Since Joe’s work schedule changed recently, we have also changed our joint custody/visitation schedule.  This is the first week trying out the new pick up and drop off since the Texas trip.  Generally David will be picking Jack up from Joe’s on Thursday nights since it is on his way home from work and I don’t drive on Thursday evenings (that’s a post for another time although I’m not making any promises).  David is out of town currently so Joe was kind enough to bring Jack to my house this evening so that I wouldn’t have to drive.  This seemed like a good thing…until around bedtime.

We have a routine of tooth brushing, picking out three books, and going to bed.  I needed to tell Jack to pick out books several times and at one point Jack dissolved into tears.  He told me he was sad that his dad brought him here.  Wow, that was hard to hear!  After setting aside my own feelings on hearing that, I asked him why it made him sad.  He told me he thought his dad, stepmom, and he were visiting and then going back to his dad’s house.  I reassured him that his dad loves him and the dam broke.  I told him that it’s okay to be sad and miss his dad, that I love him too and he’ll see his dad soon.  We snuggled and talked and eventually he relaxed, smiled, laughed and was back to his goofy self.

To my knowledge, this is the first time this has happened.  Somehow we neglected to discuss the schedule change with Jack and prepare him properly, I guess.  I remember being a kid and having feelings similar to what Jack expressed tonight after getting dropped off at my mom’s or dad’s.  I think perhaps a drop-off can feel a bit like abandonment.  So heartbreaking!

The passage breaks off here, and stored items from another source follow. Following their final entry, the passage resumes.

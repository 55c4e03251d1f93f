//! Disc image layer.
//!
//! An in-memory model of sessions, tracks, fragments and sectors, plus the
//! loaders and stream filters that populate it from image files. The command
//! engine only consumes the capability surface exposed here; it makes no
//! assumption about how a disc was materialized.

pub mod disc;
pub mod ecc;
pub mod filters;
pub mod iso;
pub mod msf;
pub mod sector;
pub mod stream;
pub mod writer;

use thiserror::Error;

pub use disc::{Disc, DpmTable, Fragment, Session, Track};
pub use sector::Sector;
pub use writer::ImageWriter;

/// Errors produced by the image layer
#[derive(Debug, Error)]
pub enum ImageError {
    #[error("Sector address {0} out of range")]
    SectorOutOfRange(i32),

    #[error("No such track")]
    NoSuchTrack,

    #[error("No such session")]
    NoSuchSession,

    #[error("Unsupported image format: {0}")]
    UnsupportedFormat(String),

    #[error("Malformed image: {0}")]
    Malformed(String),

    #[error("Invalid sector data: {0}")]
    InvalidSectorData(String),

    #[error("I/O error: {0}")]
    Io(#[from] std::io::Error),
}

/// Medium type of a loaded or blank disc
#[derive(Debug, Clone, Copy, PartialEq, Eq)]
pub enum MediumType {
    Cd,
    Dvd,
    Bd,
}

/// Sector type, matching the data layouts of ECMA-130 / CD-ROM XA
#[derive(Debug, Clone, Copy, PartialEq, Eq)]
pub enum SectorType {
    Audio,
    Mode0,
    Mode1,
    Mode2,
    Mode2Form1,
    Mode2Form2,
    Mode2Mixed,
    /// Raw 2352-byte frame, type not yet determined
    Raw,
    /// Raw 2352-byte frame with the ECMA-130 scrambler still applied
    RawScrambled,
}

/// Subchannel data layout accepted or produced alongside main data
#[derive(Debug, Clone, Copy, PartialEq, Eq)]
pub enum SubchannelFormat {
    None,
    /// 16-byte cooked Q (12 significant bytes, zero-padded)
    Q,
    /// 96-byte cooked (de-interleaved) R-W
    Rw,
    /// 96-byte raw interleaved P-W
    Pw,
}

impl SubchannelFormat {
    /// Byte length of this layout
    pub fn len(&self) -> usize {
        match self {
            SubchannelFormat::None => 0,
            SubchannelFormat::Q => 16,
            SubchannelFormat::Rw | SubchannelFormat::Pw => 96,
        }
    }
}

/// Role of a fragment within a track
#[derive(Debug, Clone, Copy, PartialEq, Eq)]
pub enum FragmentRole {
    Pregap,
    Data,
}

/// Session type reported in TOC and disc information
#[derive(Debug, Clone, Copy, PartialEq, Eq)]
pub enum SessionType {
    Cdda,
    Cdrom,
    Cdi,
    CdromXa,
}

impl SessionType {
    /// Disc-type byte used by READ TOC (A0 PSEC) and READ DISC INFORMATION
    pub fn disc_type_byte(&self) -> u8 {
        match self {
            SessionType::Cdda | SessionType::Cdrom => 0x00,
            SessionType::Cdi => 0x10,
            SessionType::CdromXa => 0x20,
        }
    }
}

bitflags::bitflags! {
    /// Sector fields a caller marks as present-but-disposable when feeding
    /// raw data; flagged fields are regenerated instead of being trusted
    #[derive(Debug, Clone, Copy, PartialEq, Eq, Default)]
    pub struct IgnoreFields: u32 {
        const SYNC    = 1 << 0;
        const HEADER  = 1 << 1;
        const DATA    = 1 << 2;
        const EDC_ECC = 1 << 3;
    }
}
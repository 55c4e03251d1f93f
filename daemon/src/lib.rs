//! opticd: user-space SCSI/ATAPI optical drive emulation.
//!
//! The daemon pairs with a kernel module that publishes virtual SCSI hosts
//! and forwards packet commands over a character control device. Each
//! emulated device owns an I/O thread that reads requests, interprets the
//! MMC command set against a loaded disc image, and writes responses back.

pub mod daemon;
pub mod device;
pub mod image;
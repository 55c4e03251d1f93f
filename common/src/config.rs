//! Configuration for the daemon.
//!
//! Daemon-wide settings and per-device defaults live in a TOML file,
//! either named explicitly on the command line or resolved from
//! XDG_CONFIG_HOME. An explicit path must exist and parse; a missing file
//! at the default location simply yields the built-in defaults.

use serde::{Deserialize, Serialize};
use std::path::{Path, PathBuf};

use crate::types::DaemonError;

/// Main configuration structure containing all persistent settings
#[derive(Debug, Clone, Serialize, Deserialize, Default)]
#[serde(default)]
pub struct DaemonConfig {
    /// General daemon settings
    pub general: GeneralConfig,
    /// Default identification presented by every device
    pub identity: IdentityConfig,
    /// Default emulation options applied to every device
    pub options: OptionsConfig,
    /// Debug mask settings
    pub debug: DebugConfig,
}

/// General daemon settings
#[derive(Debug, Clone, Serialize, Deserialize)]
#[serde(default)]
pub struct GeneralConfig {
    /// Number of virtual devices to create at startup
    pub num_devices: usize,
    /// Control device path; "%d" is replaced by the device number when the
    /// kernel module exposes one control node per host
    pub ctl_device: String,
    /// Audio backend name handed to the audio subsystem ("null" disables
    /// actual playback)
    pub audio_driver: String,
}

impl Default for GeneralConfig {
    fn default() -> Self {
        Self {
            num_devices: 1,
            ctl_device: "/dev/vhba_ctl".to_string(),
            audio_driver: "null".to_string(),
        }
    }
}

/// INQUIRY identification strings. Oversize values are clipped to their
/// fixed INQUIRY field widths when applied to a device.
#[derive(Debug, Clone, Serialize, Deserialize)]
#[serde(default)]
pub struct IdentityConfig {
    /// Vendor ID (8 characters)
    pub vendor: String,
    /// Product ID (16 characters)
    pub product: String,
    /// Product revision (4 characters)
    pub revision: String,
    /// Vendor-specific field (20 characters)
    pub vendor_specific: String,
    /// Unit serial number reported through VPD page 0x80
    pub serial: String,
}

impl Default for IdentityConfig {
    fn default() -> Self {
        Self {
            vendor: "OPTICD  ".to_string(),
            product: "VIRTUALCD       ".to_string(),
            revision: "1.10".to_string(),
            vendor_specific: String::new(),
            serial: "0123456789AB".to_string(),
        }
    }
}

/// Emulation options; each maps to a `set_option` name (see device options)
#[derive(Debug, Clone, Serialize, Deserialize, Default)]
#[serde(default)]
pub struct OptionsConfig {
    /// Emulate DPM-derived seek delays
    pub dpm_emulation: bool,
    /// Emulate transfer delays
    pub tr_emulation: bool,
    /// Report UNRECOVERED READ ERROR on sectors with bad LEC
    pub bad_sector_emulation: bool,
    /// Report CSS protection in the DVD copyright structure
    pub dvd_report_css: bool,
}

/// Debug mask settings (translated into tracing filter directives)
#[derive(Debug, Clone, Serialize, Deserialize, Default)]
#[serde(default)]
pub struct DebugConfig {
    /// Daemon-side debug mask
    pub daemon_mask: u32,
    /// Image-library debug mask
    pub library_mask: u32,
}

impl DaemonConfig {
    /// Default configuration file location under XDG_CONFIG_HOME
    fn default_path() -> PathBuf {
        std::env::var_os("XDG_CONFIG_HOME")
            .map(PathBuf::from)
            .or_else(|| std::env::var_os("HOME").map(|home| PathBuf::from(home).join(".config")))
            .unwrap_or_else(|| PathBuf::from(".config"))
            .join("opticd")
            .join("config.toml")
    }

    /// Resolve and load the configuration. `path` is the command-line
    /// override: it must exist and parse. Without one, a missing file at
    /// the default location yields the defaults.
    pub fn load(path: Option<&Path>) -> Result<Self, DaemonError> {
        let (path, required) = match path {
            Some(path) => (path.to_path_buf(), true),
            None => (Self::default_path(), false),
        };

        if !path.exists() {
            if required {
                return Err(DaemonError::InvalidArgument(format!(
                    "configuration file {} does not exist",
                    path.display()
                )));
            }
            return Ok(Self::default());
        }

        let contents = std::fs::read_to_string(&path)?;
        Ok(toml::from_str(&contents)?)
    }

    /// Write the configuration, creating the parent directory as needed
    pub fn save(&self, path: &Path) -> Result<(), DaemonError> {
        if let Some(parent) = path.parent() {
            std::fs::create_dir_all(parent)?;
        }
        std::fs::write(path, toml::to_string_pretty(self)?)?;
        Ok(())
    }
}

#[cfg(test)]
mod tests {
    use super::*;
    use tempfile::tempdir;

    #[test]
    fn test_save_load_roundtrip() {
        let dir = tempdir().unwrap();
        let path = dir.path().join("nested").join("config.toml");

        let mut config = DaemonConfig::default();
        config.general.num_devices = 2;
        config.options.dpm_emulation = true;
        config.save(&path).unwrap();

        let loaded = DaemonConfig::load(Some(&path)).unwrap();
        assert_eq!(loaded.general.num_devices, 2);
        assert!(loaded.options.dpm_emulation);
        assert_eq!(loaded.identity.vendor, config.identity.vendor);
    }

    #[test]
    fn test_explicit_missing_path_is_error() {
        let result = DaemonConfig::load(Some(Path::new("/nonexistent/opticd.toml")));
        assert!(matches!(result, Err(DaemonError::InvalidArgument(_))));
    }

    #[test]
    fn test_partial_config_fills_defaults() {
        let dir = tempdir().unwrap();
        let path = dir.path().join("config.toml");
        std::fs::write(&path, "[general]\nnum_devices = 4\n").unwrap();

        let loaded = DaemonConfig::load(Some(&path)).unwrap();
        assert_eq!(loaded.general.num_devices, 4);
        assert_eq!(loaded.general.ctl_device, "/dev/vhba_ctl");
        assert_eq!(loaded.identity.revision, "1.10");
    }

    #[test]
    fn test_malformed_config_is_parse_error() {
        let dir = tempdir().unwrap();
        let path = dir.path().join("config.toml");
        std::fs::write(&path, "general = { num_devices = }").unwrap();

        let result = DaemonConfig::load(Some(&path));
        assert!(matches!(result, Err(DaemonError::ConfigParse(_))));
    }
}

There are a few ways I think we can approach this.  It might be best to avoid drop-offs.  We were doing that previously (unintentionally) but I didn’t realize how important it was until now.  Talking and hugging and reassurance seemed to help Jack a lot.  He pays a lot of attention to the messages in books, so we read The Kissing Hand tonight (it was loaned to me today – great timing!) and I recently purchased Two Homes.  I was planning on giving him Two Homes for his birthday but perhaps I need to pull it out earlier than that.

This has honestly caught me by surprise.  Perhaps due to his age, Jack has seemed mostly unaffected by the divorce until now.  I have to wonder if this incident was due to our poor preparation this once or if this will come up more as he gets older and can reason better.  Anybody know?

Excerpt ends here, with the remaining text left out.